Por José Antonio Caro John. Penalista
Siempre hemos oído hablar de que la justicia penal está en crisis, y ahora también se deja oír la procuradora Sonia Medina manifestándose en este sentido. Con crudeza, ella relata que la procuraduría antidrogas no cuenta con recursos económicos suficientes, carece de personal calificado y, por si fuera poco, tiene que luchar contra el narcotráfico en un Poder Judicial demasiado lento y corrupto, y con una legislación que cada vez más tiende a darle "demasiada preeminencia" al fiscal penal.
Sin poder negar parte de la realidad descrita por la procuradora, debe respondérsele señalando que muchos de los defectos endilgados al Poder Judicial y al Ministerio Público como factores de la crisis en la lucha antidrogas no se debe, sin embargo, solo a ellos, sino también a la propia complejidad de la investigación de los delitos de narcotráfico y a su procesamiento dentro de un modelo de justicia penal con una normatividad hoy obsoleta, pero todavía vigente.

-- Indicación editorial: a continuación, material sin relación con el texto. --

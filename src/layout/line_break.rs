//! Line breaking algorithm

use crate::layout::font::FontMetrics;
use std::ops::Range;
use unicode_linebreak::{linebreaks, BreakOpportunity};
use unicode_segmentation::UnicodeSegmentation;

/// Greedy line breaker over UAX #14 break opportunities
#[derive(Debug, Default, Clone, Copy)]
pub struct LineBreaker;

impl LineBreaker {
    pub fn new() -> Self {
        Self
    }

    /// Break a paragraph into byte ranges that each fit within `max_width`.
    ///
    /// Ranges may carry trailing whitespace at soft breaks; mandatory line
    /// terminators are excluded. An empty paragraph still yields one line.
    pub fn break_lines(&self, text: &str, max_width: f32, metrics: &FontMetrics) -> Vec<Range<usize>> {
        if text.is_empty() {
            return vec![0..0];
        }

        let mut lines = Vec::new();
        let mut line_start: usize = 0;
        let mut line_width: f32 = 0.0;
        let mut segment_start: usize = 0;

        for (offset, opportunity) in linebreaks(text) {
            let segment = &text[segment_start..offset];
            let visible = metrics.measure(segment.trim_end());

            // Soft wrap before this segment
            if line_start < segment_start && line_width + visible > max_width {
                lines.push(line_start..segment_start);
                line_start = segment_start;
                line_width = 0.0;
            }

            if visible > max_width {
                // Emergency breaks between graphemes
                for (idx, grapheme) in segment.grapheme_indices(true) {
                    let width = metrics.measure(grapheme);
                    let at = segment_start + idx;
                    let is_space = grapheme.trim().is_empty();
                    if !is_space && line_start < at && line_width + width > max_width {
                        lines.push(line_start..at);
                        line_start = at;
                        line_width = 0.0;
                    }
                    line_width += width;
                }
            } else {
                line_width += metrics.measure(segment);
            }

            if opportunity == BreakOpportunity::Mandatory {
                let line = &text[line_start..offset];
                let end = line_start + line.trim_end_matches(['\n', '\r']).len();
                lines.push(line_start..end);
                line_start = offset;
                line_width = 0.0;
            }

            segment_start = offset;
        }

        if lines.is_empty() {
            lines.push(0..0);
        }
        lines
    }
}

En efecto, en el modelo procesal actual es inevitable observar la diaria congestión judicial de los procesos complejos contra la criminalidad organizada, y en gran medida porque al juez penal se le obliga a instruir y resolver las causas penales.
Este problema podrá comenzar a resolverse, en gran medida, con el reconocimiento de la exclusividad de la acción penal al Ministerio Público, de modo que los fiscales penales tengan competencia para instruir los procesos penales, dejándose al juez la única misión del juzgamiento. Que la fiscalía tenga "demasiada preeminencia" no es un problema, sino en ella constituye más bien el comienzo de solución al problema. Baste ver la experiencia alemana, donde el Ministerio Público, como único órgano instructor de las causas penales, y teniendo en sus manos el monopolio de la acción penal, ha resuelto impecablemente el problema de la tan reprochada lentitud de la justicia penal.
Por esta razón, urge que en el país rija, lo más pronto posible, el nuevo Código Procesal Penal, el mismo que está inscrito en el mismo modelo de su par alemán. Naturalmente, ello tendrá que ir acompañado por reformas orgánicas, como de un mejor reparto y creación territorial de juzgados y fiscalías, capacitación de jueces y fiscales, entre otros.
Entonces, no se trata de que el narcotráfico lo compre todo, sino que gran parte del problema es propiciado por el propio modelo procesal penal vigente, cuyo cambio se hace impostergable cada vez más.